(Stored items)
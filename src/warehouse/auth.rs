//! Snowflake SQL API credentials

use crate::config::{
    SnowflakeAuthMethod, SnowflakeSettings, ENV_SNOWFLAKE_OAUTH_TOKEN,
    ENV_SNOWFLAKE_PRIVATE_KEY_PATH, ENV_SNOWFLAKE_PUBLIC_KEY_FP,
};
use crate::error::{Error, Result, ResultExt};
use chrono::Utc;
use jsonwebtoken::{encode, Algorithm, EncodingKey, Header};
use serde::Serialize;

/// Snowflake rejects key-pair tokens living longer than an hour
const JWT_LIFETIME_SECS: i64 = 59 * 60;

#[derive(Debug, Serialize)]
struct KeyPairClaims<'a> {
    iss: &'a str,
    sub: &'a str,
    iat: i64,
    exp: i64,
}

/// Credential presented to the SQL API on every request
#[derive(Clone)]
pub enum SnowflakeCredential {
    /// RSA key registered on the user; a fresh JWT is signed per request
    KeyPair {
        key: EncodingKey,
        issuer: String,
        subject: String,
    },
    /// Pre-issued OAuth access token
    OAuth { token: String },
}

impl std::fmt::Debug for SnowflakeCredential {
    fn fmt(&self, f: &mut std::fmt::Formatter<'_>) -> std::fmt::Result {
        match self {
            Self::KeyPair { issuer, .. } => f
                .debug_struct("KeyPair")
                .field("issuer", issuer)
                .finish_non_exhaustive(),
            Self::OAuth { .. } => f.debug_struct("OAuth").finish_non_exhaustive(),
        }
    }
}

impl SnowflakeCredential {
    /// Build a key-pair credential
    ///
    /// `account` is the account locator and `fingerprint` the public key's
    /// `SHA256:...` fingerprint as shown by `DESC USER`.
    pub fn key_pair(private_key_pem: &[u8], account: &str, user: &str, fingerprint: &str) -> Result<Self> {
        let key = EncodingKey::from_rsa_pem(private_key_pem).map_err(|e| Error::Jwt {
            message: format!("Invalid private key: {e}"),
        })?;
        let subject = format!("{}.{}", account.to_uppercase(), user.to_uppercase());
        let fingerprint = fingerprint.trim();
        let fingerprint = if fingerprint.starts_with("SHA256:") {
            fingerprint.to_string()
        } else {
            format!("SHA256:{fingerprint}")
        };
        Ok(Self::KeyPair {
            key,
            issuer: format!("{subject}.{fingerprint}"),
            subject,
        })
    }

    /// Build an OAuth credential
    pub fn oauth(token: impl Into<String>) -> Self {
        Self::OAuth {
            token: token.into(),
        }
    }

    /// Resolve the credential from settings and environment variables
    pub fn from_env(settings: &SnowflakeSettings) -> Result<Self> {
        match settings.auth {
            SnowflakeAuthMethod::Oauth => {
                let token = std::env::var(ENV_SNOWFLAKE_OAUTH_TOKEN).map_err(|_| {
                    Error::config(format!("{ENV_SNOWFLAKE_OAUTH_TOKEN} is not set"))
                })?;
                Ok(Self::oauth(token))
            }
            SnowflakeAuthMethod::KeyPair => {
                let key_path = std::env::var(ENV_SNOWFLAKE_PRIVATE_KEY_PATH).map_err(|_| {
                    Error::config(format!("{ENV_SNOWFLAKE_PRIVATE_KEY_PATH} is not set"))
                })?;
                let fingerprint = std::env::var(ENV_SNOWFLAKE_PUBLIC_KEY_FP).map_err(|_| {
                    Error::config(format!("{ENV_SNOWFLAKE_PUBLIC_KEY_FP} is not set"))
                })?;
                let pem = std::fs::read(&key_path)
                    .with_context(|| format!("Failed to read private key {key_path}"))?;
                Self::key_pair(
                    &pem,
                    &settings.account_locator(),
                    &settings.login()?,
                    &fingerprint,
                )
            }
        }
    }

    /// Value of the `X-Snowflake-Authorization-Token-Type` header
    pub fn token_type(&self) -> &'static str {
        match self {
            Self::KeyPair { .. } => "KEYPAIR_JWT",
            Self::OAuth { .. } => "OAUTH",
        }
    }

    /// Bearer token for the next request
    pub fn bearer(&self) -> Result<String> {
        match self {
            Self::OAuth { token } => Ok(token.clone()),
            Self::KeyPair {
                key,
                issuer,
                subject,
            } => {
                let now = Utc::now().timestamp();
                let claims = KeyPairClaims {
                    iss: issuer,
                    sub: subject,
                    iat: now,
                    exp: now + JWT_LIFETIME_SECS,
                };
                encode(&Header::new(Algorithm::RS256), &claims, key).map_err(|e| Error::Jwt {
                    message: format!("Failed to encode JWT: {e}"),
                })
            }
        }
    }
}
* * *
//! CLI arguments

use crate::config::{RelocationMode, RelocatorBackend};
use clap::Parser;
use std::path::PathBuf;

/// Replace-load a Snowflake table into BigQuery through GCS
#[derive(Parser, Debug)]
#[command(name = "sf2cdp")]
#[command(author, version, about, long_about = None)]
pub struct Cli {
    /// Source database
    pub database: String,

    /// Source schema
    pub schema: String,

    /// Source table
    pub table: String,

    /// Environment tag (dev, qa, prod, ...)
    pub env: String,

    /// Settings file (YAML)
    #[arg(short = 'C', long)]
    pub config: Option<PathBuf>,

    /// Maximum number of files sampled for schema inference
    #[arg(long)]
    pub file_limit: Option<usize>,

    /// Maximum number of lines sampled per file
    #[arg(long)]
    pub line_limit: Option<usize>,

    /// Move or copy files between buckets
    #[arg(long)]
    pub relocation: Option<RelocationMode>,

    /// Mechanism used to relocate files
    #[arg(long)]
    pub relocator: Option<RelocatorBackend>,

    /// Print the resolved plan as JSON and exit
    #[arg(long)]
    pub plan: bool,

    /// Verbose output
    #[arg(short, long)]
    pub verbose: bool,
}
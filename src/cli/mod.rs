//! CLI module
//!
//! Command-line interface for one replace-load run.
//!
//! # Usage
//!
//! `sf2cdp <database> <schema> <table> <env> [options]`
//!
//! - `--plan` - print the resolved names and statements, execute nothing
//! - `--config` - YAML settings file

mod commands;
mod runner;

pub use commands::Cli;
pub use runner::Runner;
--
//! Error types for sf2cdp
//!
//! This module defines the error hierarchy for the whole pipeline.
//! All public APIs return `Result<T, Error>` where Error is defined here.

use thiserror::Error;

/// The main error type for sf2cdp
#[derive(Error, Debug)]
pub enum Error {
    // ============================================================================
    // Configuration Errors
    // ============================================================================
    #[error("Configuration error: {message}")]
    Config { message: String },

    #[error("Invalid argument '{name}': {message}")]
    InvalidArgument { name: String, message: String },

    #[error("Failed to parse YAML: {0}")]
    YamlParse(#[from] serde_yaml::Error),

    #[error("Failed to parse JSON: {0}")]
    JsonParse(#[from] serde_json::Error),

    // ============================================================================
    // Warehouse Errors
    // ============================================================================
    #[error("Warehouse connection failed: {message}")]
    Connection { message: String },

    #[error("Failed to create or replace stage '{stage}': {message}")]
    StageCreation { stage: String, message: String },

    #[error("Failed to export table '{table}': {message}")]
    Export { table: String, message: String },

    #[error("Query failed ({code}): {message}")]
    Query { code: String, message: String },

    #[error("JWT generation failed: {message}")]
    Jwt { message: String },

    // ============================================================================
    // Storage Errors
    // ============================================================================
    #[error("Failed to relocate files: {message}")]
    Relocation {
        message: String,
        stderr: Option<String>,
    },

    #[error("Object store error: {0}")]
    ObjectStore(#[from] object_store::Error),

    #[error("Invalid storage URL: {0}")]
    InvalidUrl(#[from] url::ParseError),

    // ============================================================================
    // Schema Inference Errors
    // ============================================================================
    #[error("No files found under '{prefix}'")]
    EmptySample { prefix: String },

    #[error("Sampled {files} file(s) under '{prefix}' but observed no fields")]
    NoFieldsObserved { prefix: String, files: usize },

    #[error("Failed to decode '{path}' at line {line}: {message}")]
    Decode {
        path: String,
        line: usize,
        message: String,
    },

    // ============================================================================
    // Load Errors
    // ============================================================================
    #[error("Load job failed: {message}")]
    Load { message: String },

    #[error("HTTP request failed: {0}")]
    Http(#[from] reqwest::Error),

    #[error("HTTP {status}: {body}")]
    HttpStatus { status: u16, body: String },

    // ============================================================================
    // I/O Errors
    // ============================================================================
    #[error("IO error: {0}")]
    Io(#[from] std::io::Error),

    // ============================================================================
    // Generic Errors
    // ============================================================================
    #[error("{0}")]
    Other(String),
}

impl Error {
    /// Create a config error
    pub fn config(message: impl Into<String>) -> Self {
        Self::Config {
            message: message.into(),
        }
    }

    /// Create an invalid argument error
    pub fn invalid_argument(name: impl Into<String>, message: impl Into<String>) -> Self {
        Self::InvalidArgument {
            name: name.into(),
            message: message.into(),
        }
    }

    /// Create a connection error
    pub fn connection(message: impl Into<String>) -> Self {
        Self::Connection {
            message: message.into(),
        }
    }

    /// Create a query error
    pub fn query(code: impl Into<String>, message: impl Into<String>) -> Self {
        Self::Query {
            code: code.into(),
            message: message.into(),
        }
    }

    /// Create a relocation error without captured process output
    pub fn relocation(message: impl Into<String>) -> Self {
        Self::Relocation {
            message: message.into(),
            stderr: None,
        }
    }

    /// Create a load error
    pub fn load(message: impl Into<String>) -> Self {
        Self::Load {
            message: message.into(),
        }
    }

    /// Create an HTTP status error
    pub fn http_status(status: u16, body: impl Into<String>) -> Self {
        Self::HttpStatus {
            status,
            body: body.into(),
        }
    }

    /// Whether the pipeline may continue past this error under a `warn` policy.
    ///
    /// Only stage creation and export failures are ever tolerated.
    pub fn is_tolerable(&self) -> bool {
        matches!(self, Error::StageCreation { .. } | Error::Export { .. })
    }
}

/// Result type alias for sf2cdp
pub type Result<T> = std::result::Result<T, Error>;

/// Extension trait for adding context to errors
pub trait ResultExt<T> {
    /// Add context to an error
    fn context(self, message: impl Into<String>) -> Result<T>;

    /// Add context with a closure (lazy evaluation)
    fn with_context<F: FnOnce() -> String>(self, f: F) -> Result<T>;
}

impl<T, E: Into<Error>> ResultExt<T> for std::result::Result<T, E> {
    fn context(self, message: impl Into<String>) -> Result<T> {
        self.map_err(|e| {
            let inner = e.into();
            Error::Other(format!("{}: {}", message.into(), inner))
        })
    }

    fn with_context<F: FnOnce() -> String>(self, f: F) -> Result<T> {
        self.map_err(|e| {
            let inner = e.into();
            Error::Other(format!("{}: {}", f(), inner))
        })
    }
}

**Your goal:**
For this exercise, find all lines in the records containing the word "Algorithm" and copy them.

**Exercise answer:**
use jsonwebtoken::{encode, Algorithm, EncodingKey, Header};
                encode(&Header::new(Algorithm::RS256), &claims, key).map_err(|e| Error::Jwt {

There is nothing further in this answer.